G6PD O Plasmídeo de Ativação CRISPR (m) oferece uma abordagem direcionada e não destrutiva para regular positivamente a expressão endógena de G6pdx sem alterar a sequência de ADN subjacente.
G6PD O Plasmídeo de Ativação CRISPR (m) é um sistema mediador de ativação sinérgica (SAM) de três plasmídeos, concebido para a regulação positiva transcricional altamente eficiente e específica do locus G6pdx em linhas celulares humanas. O sistema é construído em torno de uma Cas9 cataliticamente inativa (dCas9) portadora de duas mutações inativadoras (D10A e N863A) que eliminam a atividade nuclease, preservando simultaneamente a ligação ao ADN. Esta dCas9 é fundida com VP64, um potente ativador transcricional, e é coexpressa com um gene de resistência à blasticidina para seleção. O segundo plasmídeo codifica a proteína de fusão MS2-p65-HSF1, um complexo ativador secundário que atua em conjunto com o dCas9-VP64, juntamente com um gene de resistência à higromicina. O terceiro plasmídeo codifica um sgRNA de 20 nt específico para o alvo, fundido a dois aptâmeros de RNA MS2 que recrutam o complexo MS2-p65-HSF1 para o local de ativação, acompanhado por um gene de resistência à puromicina. Os três plasmídeos são administrados numa proporção de massa de 1:1:1 para uma expressão equilibrada de todos os componentes do sistema.

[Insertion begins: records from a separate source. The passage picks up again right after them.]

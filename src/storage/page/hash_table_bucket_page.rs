use bytes::{Buf, BufMut};

use crate::common::config::PAGE_SIZE;
use crate::storage::index::key::{FixedCodec, KeyComparator};

// In-file layout:
//  ------------------------------------------------------
// | Size (4) | MaxSize (4) | Entries (max_size * entry) |
//  ------------------------------------------------------
const BUCKET_METADATA_SIZE: usize = 8;

/// Leaf level of the extendible hash table: a fixed-capacity array of
/// key/value entries. Uniqueness within a bucket is enforced through the
/// comparator passed to each operation.
pub struct HashTableBucketPage<K, V> {
    max_size: u32,
    entries: Vec<(K, V)>,
}

/// Largest capacity a bucket of this entry size can declare.
pub fn bucket_array_size<K: FixedCodec, V: FixedCodec>() -> usize {
    (PAGE_SIZE - BUCKET_METADATA_SIZE) / (K::ENCODED_SIZE + V::ENCODED_SIZE)
}

impl<K: FixedCodec, V: FixedCodec> HashTableBucketPage<K, V> {
    pub fn init(max_size: u32) -> Self {
        assert!(
            max_size as usize <= bucket_array_size::<K, V>(),
            "bucket capacity {} does not fit a page",
            max_size
        );
        assert!(max_size > 0);

        Self {
            max_size,
            entries: Vec::with_capacity(max_size as usize),
        }
    }

    pub fn decode(data: &[u8]) -> Self {
        let mut buf = data;

        let size = buf.get_u32_le();
        let max_size = buf.get_u32_le();

        let mut entries = Vec::with_capacity(size as usize);
        for _ in 0..size {
            let key = K::decode_from(&mut buf);
            let value = V::decode_from(&mut buf);
            entries.push((key, value));
        }

        Self { max_size, entries }
    }

    pub fn encode(&self, data: &mut [u8]) {
        let mut buf = data;

        buf.put_u32_le(self.entries.len() as u32);
        buf.put_u32_le(self.max_size);

        for (key, value) in &self.entries {
            key.encode_into(&mut buf);
            value.encode_into(&mut buf);
        }
    }

    /// Linear scan, first match wins.
    pub fn lookup<C: KeyComparator<K>>(&self, key: &K, cmp: &C) -> Option<&V> {
        self.entries
            .iter()
            .find(|(entry_key, _)| cmp.eq(entry_key, key))
            .map(|(_, value)| value)
    }

    /// Appends the entry. Fails when the bucket is full or the key is
    /// already present.
    pub fn insert<C: KeyComparator<K>>(&mut self, key: K, value: V, cmp: &C) -> bool {
        if self.is_full() {
            return false;
        }
        if self.lookup(&key, cmp).is_some() {
            return false;
        }

        self.entries.push((key, value));
        true
    }

    /// Removes by key, swapping the last entry into the hole.
    pub fn remove<C: KeyComparator<K>>(&mut self, key: &K, cmp: &C) -> bool {
        let Some(idx) = self
            .entries
            .iter()
            .position(|(entry_key, _)| cmp.eq(entry_key, key))
        else {
            return false;
        };

        self.entries.swap_remove(idx);
        true
    }

    /// Removes the entry at `bucket_idx`, swapping the last entry into the
    /// hole, and returns it.
    pub fn remove_at(&mut self, bucket_idx: u32) -> (K, V) {
        self.entries.swap_remove(bucket_idx as usize)
    }

    pub fn key_at(&self, bucket_idx: u32) -> &K {
        &self.entries[bucket_idx as usize].0
    }

    pub fn value_at(&self, bucket_idx: u32) -> &V {
        &self.entries[bucket_idx as usize].1
    }

    pub fn entry_at(&self, bucket_idx: u32) -> (&K, &V) {
        let (key, value) = &self.entries[bucket_idx as usize];
        (key, value)
    }

    pub fn size(&self) -> u32 {
        self.entries.len() as u32
    }

    pub fn max_size(&self) -> u32 {
        self.max_size
    }

    pub fn is_full(&self) -> bool {
        self.entries.len() as u32 == self.max_size
    }

    pub fn is_empty(&self) -> bool {
        self.entries.is_empty()
    }
}

#[cfg(test)]
mod test {
    use super::*;
    use crate::common::config::PAGE_SIZE;
    use crate::storage::index::key::{OrdComparator, Rid};

    #[test]
    fn insert_rejects_duplicates_and_overflow() {
        let cmp = OrdComparator::<i32>::default();
        let mut bucket = HashTableBucketPage::<i32, Rid>::init(2);

        assert!(bucket.insert(1, Rid::new(1, 0), &cmp));
        assert!(!bucket.insert(1, Rid::new(9, 9), &cmp), "duplicate key");
        assert!(bucket.insert(2, Rid::new(1, 1), &cmp));
        assert!(bucket.is_full());
        assert!(!bucket.insert(3, Rid::new(1, 2), &cmp), "bucket full");

        assert_eq!(bucket.lookup(&1, &cmp), Some(&Rid::new(1, 0)));
        assert_eq!(bucket.lookup(&3, &cmp), None);
    }

    #[test]
    fn remove_swaps_with_last() {
        let cmp = OrdComparator::<i32>::default();
        let mut bucket = HashTableBucketPage::<i32, Rid>::init(4);
        for key in 0..4 {
            assert!(bucket.insert(key, Rid::new(0, key as u32), &cmp));
        }

        assert!(bucket.remove(&0, &cmp));
        assert_eq!(bucket.size(), 3);
        // Entry 3 took slot 0.
        assert_eq!(*bucket.key_at(0), 3);

        assert!(!bucket.remove(&0, &cmp), "already gone");
        assert_eq!(bucket.lookup(&3, &cmp), Some(&Rid::new(0, 3)));
    }

    #[test]
    fn codec_round_trips() {
        let cmp = OrdComparator::<i32>::default();
        let mut bucket = HashTableBucketPage::<i32, Rid>::init(8);
        for key in 0..5 {
            assert!(bucket.insert(key, Rid::new(key as u32, 0), &cmp));
        }

        let mut page = vec![0u8; PAGE_SIZE];
        bucket.encode(&mut page);
        let decoded = HashTableBucketPage::<i32, Rid>::decode(&page);

        assert_eq!(decoded.size(), 5);
        assert_eq!(decoded.max_size(), 8);
        for key in 0..5 {
            assert_eq!(decoded.lookup(&key, &cmp), Some(&Rid::new(key as u32, 0)));
        }
    }

    #[test]
    fn capacity_is_bounded_by_the_page() {
        assert!(bucket_array_size::<i32, Rid>() >= 256);
    }
}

Uma vez montado no locus alvo, o complexo SAM liga-se a cerca de 200 pb a montante do local de início da transcrição G6pdx, onde VP64, p65 e HSF1 atuam em conjunto para recrutar a maquinaria transcricional e impulsionar a regulação positiva da expressão endógena de G6PD. Ao contrário da Cas9 com atividade nuclease, o dCas9 não introduz quebras de cadeia dupla nem modifica a sequência genómica, preservando o locus G6pdx nativo e permitindo o estudo de respostas transcricionais dependentes de G6PD no locus endógeno, tornando-o uma ferramenta valiosa para estudos funcionais, identificação de genes-alvo e modelagem da restauração da via G6PD em células tumorais com expressão de G6pdx silenciada ou reduzida.
Apenas para uso em investigação. Não se destina a uso diagnóstico ou terapêutico.